Who can tell how I'm going to be from one moment to the next? One minute I'm doing tons better and the next I'm a basketcase all over again. I know I need to cut myself some slack. Not only is it that time of the month, but it's the beginning of February. We're smack dead in the middle of winter and here I sit wondering why I'm way more emotional that usual. How quickly I forget.... Up until last Februrary, I spent the 5 Februarys before that inpatient because things got so bad this time of year... and the years before that I probably needed inpatient care but wasn't in a therapy setting decent enough for the therapist to realize it.
Last year was tough, but not inpatient worthy. That was thrilling. I don't feel near needing inpatient help right now either, but in a moment of clarity, I wonder why I'm just now realizing that this is always a hard time of year for me? On top of things coming up in therapy, adjustments fiance and I are both having to make, planning a wedding, and just normal every day crap, I'm in the worst time of the year for me. Duh! No wonder I'm a basketcase.
It doesn't make the pain or depression any less and it doesn't make things easier to deal with, but I think I can start to cut myself a little bit more slack now. I am not turning into some needy, emotional girl who has a secret plan to run her fiance off by draining the life out of him. I realize some of you may almost laugh at that statement, but for a time, I really was afraid I was starting to self-sabotage our relationship b/c so much of the time (even though he's being insensitive and driving me crazy lately) I feel like he's more than I deserve and it's only a matter of time before he wakes up and realizes that.

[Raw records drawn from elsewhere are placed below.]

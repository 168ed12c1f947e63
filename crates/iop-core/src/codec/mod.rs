//! Message translation: binary body ⇄ [`MessageInstance`] ⇄ JSON.

pub mod binary;
pub mod json;
pub mod value;

pub use binary::{decode, encode, DecodeError, EncodeError};
pub use json::{from_json, to_json, MappingError};
pub use value::{MessageInstance, Value};
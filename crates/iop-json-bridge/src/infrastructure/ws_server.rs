//! WebSocket server: accept loop, router task and per-session tasks.
//!
//! This module is responsible for:
//!
//! 1. Binding a TCP listener on the configured address.
//! 2. Starting the Node Manager link and a router task that hands every
//!    [`LinkEvent`] to the [`Gateway`].
//! 3. Accepting WebSocket clients and running two tasks per session:
//!    - **reader**: client text frames → [`Gateway::handle_client_text`];
//!    - **writer**: the session's outbound queue → WebSocket, each write
//!      bounded by the configured write timeout.
//! 4. Stopping when the shared `running` flag is cleared.
//!
//! When the writer ends first the reader is asked to stop rather than
//! aborted: a client frame already being forwarded runs to completion, so
//! an address claim is never left without its registration.
//!
//! # Slow consumers
//!
//! The writer also waits on the session's eviction signal.  When it fires
//! (queue overflow in the gateway, or a write that timed out here) the
//! writer makes one best-effort attempt to send a `SlowConsumer` error
//! frame, closes the socket, and the session is torn down.

use std::net::SocketAddr;
use std::sync::{
    atomic::{AtomicBool, Ordering},
    Arc,
};
use std::time::Duration;

use anyhow::Context;
use futures_util::stream::SplitSink;
use futures_util::{SinkExt, Stream, StreamExt};
use iop_core::SchemaRegistry;
use tokio::net::{TcpListener, TcpStream};
use tokio::sync::Notify;
use tokio::time::timeout;
use tokio_tungstenite::tungstenite::{Error as WsError, Message as WsMessage};
use tokio_tungstenite::{accept_async, WebSocketStream};
use tracing::{debug, error, info, warn};

use crate::application::gateway::Gateway;
use crate::application::ports::NodeManagerPort;
use crate::application::sessions::{SessionHandle, SessionId};
use crate::domain::config::BridgeConfig;
use crate::domain::messages::{ErrorKind, ServerFrame};
use crate::infrastructure::node_manager::{spawn_link, LinkEvent, LinkHandle};

type BridgeGateway = Gateway<LinkHandle>;
type WsSink = SplitSink<WebSocketStream<TcpStream>, WsMessage>;

const ACCEPT_POLL: Duration = Duration::from_millis(200);

/// How long shutdown waits for the link task to say goodbye.
const LINK_SHUTDOWN_GRACE: Duration = Duration::from_secs(2);

// ── Public API ────────────────────────────────────────────────────────────────

/// Binds `config.ws_bind_addr` and serves clients until `running` is `false`.
///
/// # Errors
///
/// Returns an error if the listener cannot be bound.
pub async fn run_server(
    config: BridgeConfig,
    registry: Arc<SchemaRegistry>,
    running: Arc<AtomicBool>,
) -> anyhow::Result<()> {
    let listener = TcpListener::bind(config.ws_bind_addr)
        .await
        .with_context(|| format!("failed to bind WebSocket listener on {}", config.ws_bind_addr))?;

    info!(
        "iop-json-bridge listening on ws://{} (Node Manager {}, JAUS id {})",
        config.ws_bind_addr, config.node_manager_addr, config.local_address
    );

    serve_listener(listener, config, registry, running).await
}

/// Serves clients on an already-bound listener.
///
/// Tests bind port 0 themselves and pass the listener in, so they know the
/// address before the server starts.
pub async fn serve_listener(
    listener: TcpListener,
    config: BridgeConfig,
    registry: Arc<SchemaRegistry>,
    running: Arc<AtomicBool>,
) -> anyhow::Result<()> {
    let (link, mut events, link_task) = spawn_link(&config, Arc::clone(&running));
    let gateway = Arc::new(Gateway::new(
        registry,
        link,
        config.local_address,
        config.session_queue_capacity,
    ));

    let router_gateway = Arc::clone(&gateway);
    let router = tokio::spawn(async move {
        while let Some(event) = events.recv().await {
            match event {
                LinkEvent::Frame(frame) => router_gateway.route_inbound(&frame),
                LinkEvent::State(state) => router_gateway.notify_link_state(state),
            }
        }
        debug!("router task finished");
    });

    let write_timeout = config.write_timeout;
    loop {
        if !running.load(Ordering::SeqCst) {
            info!("shutdown flag set; stopping accept loop");
            break;
        }

        match timeout(ACCEPT_POLL, listener.accept()).await {
            Ok(Ok((stream, peer_addr))) => {
                let gateway = Arc::clone(&gateway);
                tokio::spawn(async move {
                    if let Err(e) = run_session(stream, peer_addr, gateway, write_timeout).await {
                        warn!("session from {peer_addr} ended with error: {e:#}");
                    }
                });
            }
            Ok(Err(e)) => error!("accept error: {e}"),
            Err(_) => {}
        }
    }

    // The link task watches `running` and exits on its own; the router ends
    // when the link drops its event sender.
    if timeout(LINK_SHUTDOWN_GRACE, link_task).await.is_err() {
        warn!("Node Manager link did not stop within {LINK_SHUTDOWN_GRACE:?}");
    }
    router.abort();
    Ok(())
}

// ── Per-session handling ──────────────────────────────────────────────────────

async fn run_session(
    stream: TcpStream,
    peer_addr: SocketAddr,
    gateway: Arc<BridgeGateway>,
    write_timeout: Duration,
) -> anyhow::Result<()> {
    let ws_stream = accept_async(stream)
        .await
        .with_context(|| format!("WebSocket handshake with {peer_addr} failed"))?;
    let (ws_tx, ws_rx) = ws_stream.split();

    let SessionHandle {
        id,
        outbox,
        evicted,
    } = gateway.open_session();
    info!("client {peer_addr} connected as session {id}");

    let mut writer = tokio::spawn(write_loop(
        ws_tx,
        outbox,
        evicted,
        Arc::clone(&gateway),
        id,
        write_timeout,
    ));

    let stop = Arc::new(Notify::new());
    let mut reader = tokio::spawn(read_loop(
        ws_rx,
        Arc::clone(&gateway),
        id,
        Arc::clone(&stop),
    ));

    tokio::select! {
        _ = &mut writer => {
            stop.notify_one();
            let _ = (&mut reader).await;
        }
        _ = &mut reader => writer.abort(),
    }

    gateway.close_session(id).await;
    info!("client {peer_addr} (session {id}) disconnected");
    Ok(())
}

/// Feeds client frames to the gateway until the stream ends or `stop` fires.
///
/// `stop` is only observed between frames.
async fn read_loop<S, P>(mut ws_rx: S, gateway: Arc<Gateway<P>>, id: SessionId, stop: Arc<Notify>)
where
    S: Stream<Item = Result<WsMessage, WsError>> + Unpin,
    P: NodeManagerPort,
{
    loop {
        let message = tokio::select! {
            _ = stop.notified() => break,
            next = ws_rx.next() => match next {
                Some(message) => message,
                None => break,
            },
        };
        match message {
            Ok(WsMessage::Text(text)) => gateway.handle_client_text(id, &text).await,
            Ok(WsMessage::Binary(_)) => gateway.handle_client_binary(id),
            Ok(WsMessage::Close(_)) => break,
            // tungstenite answers pings itself.
            Ok(_) => {}
            Err(e) => {
                debug!("session {id}: WebSocket read error: {e}");
                break;
            }
        }
    }
}

async fn write_loop(
    mut ws_tx: WsSink,
    mut outbox: tokio::sync::mpsc::Receiver<String>,
    evicted: Arc<Notify>,
    gateway: Arc<BridgeGateway>,
    id: SessionId,
    write_timeout: Duration,
) {
    loop {
        tokio::select! {
            biased;

            _ = evicted.notified() => {
                send_slow_consumer_notice(&mut ws_tx, write_timeout).await;
                break;
            }

            next = outbox.recv() => {
                let Some(text) = next else { break };
                match timeout(write_timeout, ws_tx.send(WsMessage::Text(text))).await {
                    Ok(Ok(())) => {}
                    Ok(Err(e)) => {
                        debug!("session {id}: WebSocket write failed: {e}");
                        break;
                    }
                    Err(_) => {
                        warn!("session {id}: write stalled for {write_timeout:?}");
                        gateway.sessions().evict(id);
                        send_slow_consumer_notice(&mut ws_tx, write_timeout).await;
                        break;
                    }
                }
            }
        }
    }
    let _ = timeout(write_timeout, ws_tx.close()).await;
}

async fn send_slow_consumer_notice(ws_tx: &mut WsSink, write_timeout: Duration) {
    let frame = ServerFrame::error(
        ErrorKind::SlowConsumer,
        "outbound queue overflowed; closing session",
        None,
    );
    if let Ok(text) = frame.to_text() {
        let _ = timeout(write_timeout, ws_tx.send(WsMessage::Text(text))).await;
    }
}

What I am doing is surviving February the best way we know how at the moment. And while I want to be handling it better, I do need to give shout-outs to everyone inside for working so hard b/c even in this struggle, there are no impulses to self-harm. Just lots and lots of tears!! Tears we can handle. There is also the realization that by the mid to end of March, this will have passed and Spring will be here. Our mood and ability to handle and cope with strong emotions always improves in the Spring and through the Summer.
I talked to a dear friend last night who helped me put fears from my last post into perspective. While I still plan to talk to fiance b/c I want him to understand as much as possible, she helped me to see how many of my thoughts, fears, etc. are still rooted in the PTSD and the shame from the abuse.... and really have nothing to do at all with the current situation or fiance.
Right now I have to trust the people in my life who truly know me/us (the good and the bad) that we will not be dragging fiance into some downward spiral with us b/c we are on our way up. Yes, there are still great struggles, but the progress we've made over the past couple of years only lends to the progress we can continue to make that fiance can share in with us.
I sometimes wonder if abuse victims ever learn well enough that they don't have to be perfect and do everything right and keep to this impossible standard in order to be truly loved and cared about? I know there are people in my life that do that for me, but will I ever get rid of the fear that they may decide to leave one day? Will I ever trust that whether I'm being emotional, irrational, irritating or just a pill, someone else is truly going to stick with me? Are you ever able to let go of the fear that you may run everyone in your life away? And what does that say about me if I believe I actually have the power to do that? Sounds kind of grandiose.
For now, I have therapist, a few very dear friends, family and a fiancee that love me. This is more of a blessing than most of the people I know. I want to learn to cherish this rather than living in fear of losing it. At the same time, I'm going to remember to cut myself some slack. It is February after all.